* _TASK INSTRUCTIONS_: Looking through the data, please report how many lines contain the string "Float", giving nothing but the number.

* _RECORDS FOR THIS TASK_:
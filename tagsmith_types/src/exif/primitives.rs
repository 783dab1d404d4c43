//! The TIFF type table.
//!
//! Every IFD entry says which primitive it stores and how many of them. This
//! module maps the numeric type IDs onto [`PrimitiveTy`].

/// An enumeration of the possible types of a primitive.
///
/// Used in each IFD entry.
#[repr(u16)]
#[derive(Clone, Copy, Debug, Hash, PartialEq, PartialOrd, Eq, Ord)]
pub enum PrimitiveTy {
    Byte = 1,
    Ascii = 2,
    Short = 3,
    Long = 4,
    Rational = 5,
    SByte = 6,
    Undefined = 7,
    SShort = 8,
    SLong = 9,
    SRational = 10,
    Float = 11,
    Double = 12,
}

impl PrimitiveTy {
    /// Grabs the primitive type's size in bytes.
    ///
    /// ```
    /// use tagsmith_types::exif::primitives::PrimitiveTy;
    ///
    /// let slong: PrimitiveTy = PrimitiveTy::SLong;
    /// assert_eq!(slong.size_bytes(), 4_u8);
    /// ```
    pub const fn size_bytes(&self) -> u8 {
        match self {
            PrimitiveTy::Byte | PrimitiveTy::Ascii | PrimitiveTy::SByte | PrimitiveTy::Undefined => {
                1_u8
            }
            PrimitiveTy::Short | PrimitiveTy::SShort => 2_u8,
            PrimitiveTy::Long | PrimitiveTy::SLong | PrimitiveTy::Float => 4_u8,
            PrimitiveTy::Rational | PrimitiveTy::SRational | PrimitiveTy::Double => 8_u8,
        }
    }

    /// The width of one byte-order-sensitive unit inside a primitive.
    ///
    /// Rationals are two longs, so they swap in 4-byte halves.
    pub const fn unit_bytes(&self) -> u8 {
        match self {
            PrimitiveTy::Rational | PrimitiveTy::SRational => 4_u8,
            other => other.size_bytes(),
        }
    }
}

impl TryFrom<u16> for PrimitiveTy {
    type Error = ();

    fn try_from(value: u16) -> Result<Self, Self::Error> {
        match value {
            1 => Ok(Self::Byte),
            2 => Ok(Self::Ascii),
            3 => Ok(Self::Short),
            4 => Ok(Self::Long),
            5 => Ok(Self::Rational),
            6 => Ok(Self::SByte),
            7 => Ok(Self::Undefined),
            8 => Ok(Self::SShort),
            9 => Ok(Self::SLong),
            10 => Ok(Self::SRational),
            11 => Ok(Self::Float),
            12 => Ok(Self::Double),

            _ => Err(()),
        }
    }
}

#[cfg(test)]
mod tests {
    use super::PrimitiveTy;

    #[test]
    fn type_ids_round_trip_through_the_table() {
        for id in 1_u16..=12 {
            let ty = PrimitiveTy::try_from(id).unwrap();
            assert_eq!(ty as u16, id);
        }

        assert!(PrimitiveTy::try_from(0).is_err());
        assert!(PrimitiveTy::try_from(13).is_err());
        assert!(PrimitiveTy::try_from(129).is_err());
    }

    #[test]
    fn rationals_swap_in_halves() {
        assert_eq!(PrimitiveTy::Rational.size_bytes(), 8);
        assert_eq!(PrimitiveTy::Rational.unit_bytes(), 4);
        assert_eq!(PrimitiveTy::Double.unit_bytes(), 8);
    }
}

* _TASK ANSWER_: 3